(Task directions)
The answer must be a single number: the count of lines in the data below that hold the word "Callback".

(Exercise input)
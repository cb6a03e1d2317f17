//! Shared form pieces.

use crate::i18n::TranslationBundle;
use crate::logic::FormError;
use web_sys::HtmlInputElement;
use yew::prelude::*;

#[derive(Properties, PartialEq)]
pub(crate) struct TextFieldProps {
    pub(crate) label: String,
    pub(crate) kind: &'static str,
    pub(crate) autocomplete: &'static str,
    pub(crate) value: String,
    pub(crate) on_input: Callback<String>,
}

#[function_component(TextField)]
pub(crate) fn text_field(props: &TextFieldProps) -> Html {
    let oninput = {
        let on_input = props.on_input.clone();
        Callback::from(move |e: InputEvent| {
            let input: HtmlInputElement = e.target_unchecked_into();
            on_input.emit(input.value());
        })
    };
    html! {
        <label class="field">
            <span>{&props.label}</span>
            <input
                type={props.kind}
                autocomplete={props.autocomplete}
                value={props.value.clone()}
                {oninput}
            />
        </label>
    }
}

/// Input state setter for a field.
pub(crate) fn bind(state: &UseStateHandle<String>) -> Callback<String> {
    let state = state.clone();
    Callback::from(move |value: String| state.set(value))
}

/// Inline validation message, empty when the form is clean.
pub(crate) fn error_notice(bundle: &TranslationBundle, error: Option<FormError>) -> Html {
    error.map_or_else(
        || html! {},
        |err| {
            html! {
                <p class="notice error" role="alert">{bundle.text(err.message_key(), &err.to_string())}</p>
            }
        },
    )
}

(Result of the task)
4